Dataset items:
__________________________________________________
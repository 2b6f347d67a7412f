use serde::{Deserialize, Serialize};

/// Top level configuration.
#[derive(Debug, Clone, Default, Serialize, Deserialize)]
pub struct Config {
    #[serde(default)]
    pub catalog: CatalogConfig,
    #[serde(default)]
    pub database: DatabaseConfig,
    #[serde(default)]
    pub search: SearchConfig,
}

/// Catalog endpoint and refresh policy.
#[derive(Debug, Clone, Serialize, Deserialize)]
pub struct CatalogConfig {
    /// OPDS feed URL.
    #[serde(default = "default_catalog_url")]
    pub url: String,
    /// Request timeout in seconds.
    #[serde(default = "default_timeout_secs")]
    pub timeout_secs: u32,
    /// Whether non user-initiated refreshes are allowed.
    #[serde(default = "default_auto_refresh")]
    pub auto_refresh: bool,
    /// Minimum age of the local catalog before an automatic refresh
    /// actually runs.
    #[serde(default = "default_refresh_interval_secs")]
    pub refresh_interval_secs: u64,
    /// Overrides the device locale when resolving a default content
    /// language, mainly for tests and headless deployments.
    #[serde(default)]
    pub device_language: Option<String>,
}

impl Default for CatalogConfig {
    fn default() -> Self {
        Self {
            url: default_catalog_url(),
            timeout_secs: default_timeout_secs(),
            auto_refresh: default_auto_refresh(),
            refresh_interval_secs: default_refresh_interval_secs(),
            device_language: None,
        }
    }
}

#[derive(Debug, Clone, Serialize, Deserialize)]
pub struct DatabaseConfig {
    /// Path to the sqlite database file.
    #[serde(default = "default_database_path")]
    pub path: String,
}

impl Default for DatabaseConfig {
    fn default() -> Self {
        Self {
            path: default_database_path(),
        }
    }
}

#[derive(Debug, Clone, Serialize, Deserialize)]
pub struct SearchConfig {
    /// Maximum number of results returned per query.
    #[serde(default = "default_result_limit")]
    pub result_limit: usize,
}

impl Default for SearchConfig {
    fn default() -> Self {
        Self {
            result_limit: default_result_limit(),
        }
    }
}

fn default_catalog_url() -> String {
    "https://opds.library.kiwix.org/v2/entries?count=-1".to_string()
}

fn default_timeout_secs() -> u32 {
    20
}

fn default_auto_refresh() -> bool {
    true
}

fn default_refresh_interval_secs() -> u64 {
    86400
}

fn default_database_path() -> String {
    "zimshelf.db".to_string()
}

fn default_result_limit() -> usize {
    25
}
use std::sync::atomic::{AtomicUsize, Ordering};

use async_trait::async_trait;

use crate::chunk::ChunkDataSource;

/// In-memory [`ChunkDataSource`] that counts fetches and refuses
/// ranges extending past its content.
pub struct MemoryChunkSource {
    content: Vec<u8>,
    fetch_count: AtomicUsize,
}

impl MemoryChunkSource {
    pub fn new(content: Vec<u8>) -> Self {
        Self {
            content,
            fetch_count: AtomicUsize::new(0),
        }
    }

    /// Number of `fetch` calls observed so far.
    pub fn fetch_count(&self) -> usize {
        self.fetch_count.load(Ordering::SeqCst)
    }
}

#[async_trait]
impl ChunkDataSource for MemoryChunkSource {
    async fn fetch(&self, start: u64, end: u64) -> Option<Vec<u8>> {
        self.fetch_count.fetch_add(1, Ordering::SeqCst);
        let start = start as usize;
        let end = end as usize;
        if end >= self.content.len() {
            return None;
        }
        Some(self.content[start..=end].to_vec())
    }
}
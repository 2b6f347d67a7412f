//! Multi-archive search with title-first deduplication and
//! distance-based ranking.

mod engine;
mod levenshtein;
mod types;

pub use engine::SearchEngine;
pub use levenshtein::Levenshtein;
pub use types::*;

use async_trait::async_trait;
use uuid::Uuid;

/// Queries a single ZIM archive's title and fulltext indices.
#[async_trait]
pub trait ArchiveSearcher: Send + Sync {
    /// Hits from the archive's title index.
    async fn title_hits(
        &self,
        archive_id: &Uuid,
        query: &str,
        limit: usize,
    ) -> Result<Vec<RawHit>, SearchError>;

    /// Hits from the archive's fulltext index.
    async fn index_hits(
        &self,
        archive_id: &Uuid,
        query: &str,
        limit: usize,
    ) -> Result<Vec<RawHit>, SearchError>;
}
use std::collections::{HashMap, HashSet};
use std::sync::Mutex;
use std::time::Duration;

use async_trait::async_trait;
use uuid::Uuid;

use crate::search::{ArchiveSearcher, RawHit, SearchError};

/// Scripted [`ArchiveSearcher`] with per-archive canned hits, an
/// optional artificial delay and recorded queries.
#[derive(Debug, Default)]
pub struct MockArchiveSearcher {
    title_hits: Mutex<HashMap<Uuid, Vec<RawHit>>>,
    index_hits: Mutex<HashMap<Uuid, Vec<RawHit>>>,
    failing: Mutex<HashSet<Uuid>>,
    queries: Mutex<Vec<String>>,
    delay: Mutex<Option<Duration>>,
}

impl MockArchiveSearcher {
    pub fn new() -> Self {
        Self::default()
    }

    pub fn set_title_hits(&self, archive_id: Uuid, hits: Vec<RawHit>) {
        self.title_hits.lock().unwrap().insert(archive_id, hits);
    }

    pub fn set_index_hits(&self, archive_id: Uuid, hits: Vec<RawHit>) {
        self.index_hits.lock().unwrap().insert(archive_id, hits);
    }

    /// Make every lookup against `archive_id` fail.
    pub fn fail_archive(&self, archive_id: Uuid) {
        self.failing.lock().unwrap().insert(archive_id);
    }

    /// Delay every lookup, to exercise cancellation.
    pub fn set_delay(&self, delay: Duration) {
        *self.delay.lock().unwrap() = Some(delay);
    }

    /// Queries observed by title lookups, in order.
    pub fn queries(&self) -> Vec<String> {
        self.queries.lock().unwrap().clone()
    }

    async fn lookup(
        &self,
        hits: &Mutex<HashMap<Uuid, Vec<RawHit>>>,
        archive_id: &Uuid,
    ) -> Result<Vec<RawHit>, SearchError> {
        let delay = *self.delay.lock().unwrap();
        if let Some(delay) = delay {
            tokio::time::sleep(delay).await;
        }
        if self.failing.lock().unwrap().contains(archive_id) {
            return Err(SearchError::Archive("scripted failure".to_string()));
        }
        Ok(hits
            .lock()
            .unwrap()
            .get(archive_id)
            .cloned()
            .unwrap_or_default())
    }
}

#[async_trait]
impl ArchiveSearcher for MockArchiveSearcher {
    async fn title_hits(
        &self,
        archive_id: &Uuid,
        query: &str,
        _limit: usize,
    ) -> Result<Vec<RawHit>, SearchError> {
        self.queries.lock().unwrap().push(query.to_string());
        self.lookup(&self.title_hits, archive_id).await
    }

    async fn index_hits(
        &self,
        archive_id: &Uuid,
        _query: &str,
        _limit: usize,
    ) -> Result<Vec<RawHit>, SearchError> {
        self.lookup(&self.index_hits, archive_id).await
    }
}
//! OPDS/Atom catalog feed parsing.
//!
//! The Kiwix catalog publishes an Atom feed of ZIM archive entries with
//! OPDS acquisition links. [`OpdsParser`] turns that feed into
//! [`ZimFileMetadata`] records keyed by file id.

mod parser;
mod types;

pub use parser::OpdsParser;
pub use types::*;
//! Timestamped value cache keyed by arbitrary keys.
//!
//! This is deliberately not an LRU: lookups never refresh an entry's
//! recency, only `set_value` does. Eviction is always an explicit bulk
//! operation driven by the owner, either by age or by a keep-set. The
//! cache belongs to a single owner and carries no interior locking.

use std::collections::{HashMap, HashSet};
use std::hash::Hash;

use chrono::{DateTime, Utc};

#[derive(Debug, Default)]
pub struct OrderedCache<Key, Value>
where
    Key: Eq + Hash + Clone,
{
    entries: HashMap<Key, (Value, DateTime<Utc>)>,
}

impl<Key, Value> OrderedCache<Key, Value>
where
    Key: Eq + Hash + Clone,
{
    pub fn new() -> Self {
        Self {
            entries: HashMap::new(),
        }
    }

    /// Insert or replace the value for `key`, stamped with `dated`.
    /// Replacing also resets the entry's recency.
    pub fn set_value(&mut self, value: Value, key: Key, dated: DateTime<Utc>) {
        self.entries.insert(key, (value, dated));
    }

    /// Look up a value without touching its recency.
    pub fn find_by(&self, key: &Key) -> Option<&Value> {
        self.entries.get(key).map(|(value, _)| value)
    }

    /// Drop every entry stamped strictly before `cutoff`.
    pub fn remove_older_than(&mut self, cutoff: DateTime<Utc>) {
        self.entries.retain(|_, (_, dated)| *dated >= cutoff);
    }

    /// Drop every entry whose key is not in `keys`, returning the
    /// evicted values.
    pub fn remove_not_matching(&mut self, keys: &HashSet<Key>) -> Vec<Value> {
        let stale: Vec<Key> = self
            .entries
            .keys()
            .filter(|key| !keys.contains(*key))
            .cloned()
            .collect();
        stale
            .into_iter()
            .filter_map(|key| self.entries.remove(&key).map(|(value, _)| value))
            .collect()
    }

    /// Remove a single entry, returning its value if present.
    pub fn remove_value(&mut self, key: &Key) -> Option<Value> {
        self.entries.remove(key).map(|(value, _)| value)
    }

    pub fn count(&self) -> usize {
        self.entries.len()
    }
}

#[cfg(test)]
mod tests {
    use super::*;
    use chrono::Duration;

    #[test]
    fn test_set_and_find() {
        let mut cache = OrderedCache::new();
        cache.set_value("hello".to_string(), 1u32, Utc::now());
        assert_eq!(cache.find_by(&1), Some(&"hello".to_string()));
        assert_eq!(cache.find_by(&2), None);
        assert_eq!(cache.count(), 1);
    }

    #[test]
    fn test_upsert_replaces_value_and_timestamp() {
        let mut cache = OrderedCache::new();
        let old = Utc::now() - Duration::hours(2);
        cache.set_value("old".to_string(), 1u32, old);
        cache.set_value("new".to_string(), 1u32, Utc::now());
        assert_eq!(cache.find_by(&1), Some(&"new".to_string()));
        assert_eq!(cache.count(), 1);

        // the refreshed timestamp survives an age-based sweep
        cache.remove_older_than(Utc::now() - Duration::hours(1));
        assert_eq!(cache.count(), 1);
    }

    #[test]
    fn test_remove_older_than_keeps_recent() {
        let mut cache = OrderedCache::new();
        cache.set_value("old".to_string(), 1u32, Utc::now() - Duration::hours(2));
        cache.set_value("new".to_string(), 2u32, Utc::now());
        cache.remove_older_than(Utc::now() - Duration::hours(1));
        assert_eq!(cache.count(), 1);
        assert_eq!(cache.find_by(&2), Some(&"new".to_string()));
    }

    #[test]
    fn test_remove_older_than_can_evict_everything() {
        let mut cache = OrderedCache::new();
        cache.set_value("a".to_string(), 1u32, Utc::now() - Duration::minutes(10));
        cache.set_value("b".to_string(), 2u32, Utc::now() - Duration::minutes(5));
        cache.remove_older_than(Utc::now());
        assert_eq!(cache.count(), 0);
    }

    #[test]
    fn test_lookup_does_not_refresh_recency() {
        let mut cache = OrderedCache::new();
        cache.set_value("value".to_string(), 1u32, Utc::now() - Duration::hours(2));
        assert!(cache.find_by(&1).is_some());
        cache.remove_older_than(Utc::now() - Duration::hours(1));
        assert_eq!(cache.count(), 0);
    }

    #[test]
    fn test_remove_not_matching() {
        let mut cache = OrderedCache::new();
        cache.set_value("one".to_string(), 1u32, Utc::now());
        cache.set_value("two".to_string(), 2u32, Utc::now());
        cache.set_value("three".to_string(), 3u32, Utc::now());

        let keep: HashSet<u32> = [2].into_iter().collect();
        let mut evicted = cache.remove_not_matching(&keep);
        evicted.sort();
        assert_eq!(evicted, vec!["one".to_string(), "three".to_string()]);
        assert_eq!(cache.count(), 1);
        assert!(cache.find_by(&2).is_some());
    }

    #[test]
    fn test_remove_value() {
        let mut cache = OrderedCache::new();
        cache.set_value("value".to_string(), 1u32, Utc::now());
        assert_eq!(cache.remove_value(&1), Some("value".to_string()));
        assert_eq!(cache.remove_value(&1), None);
        assert_eq!(cache.count(), 0);
    }
}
__________________________________________________
▶ **Work required**
Look back at the entries above. Retype the line with "pub struct Config", the line with "OPDS feed URL.", and all lines in between.

▶ **Exercise response**
pub struct Config {
    #[serde(default)]
    pub catalog: CatalogConfig,
    #[serde(default)]
    pub database: DatabaseConfig,
    #[serde(default)]
    pub search: SearchConfig,
}

/// Catalog endpoint and refresh policy.
#[derive(Debug, Clone, Serialize, Deserialize)]
pub struct CatalogConfig {
    /// OPDS feed URL.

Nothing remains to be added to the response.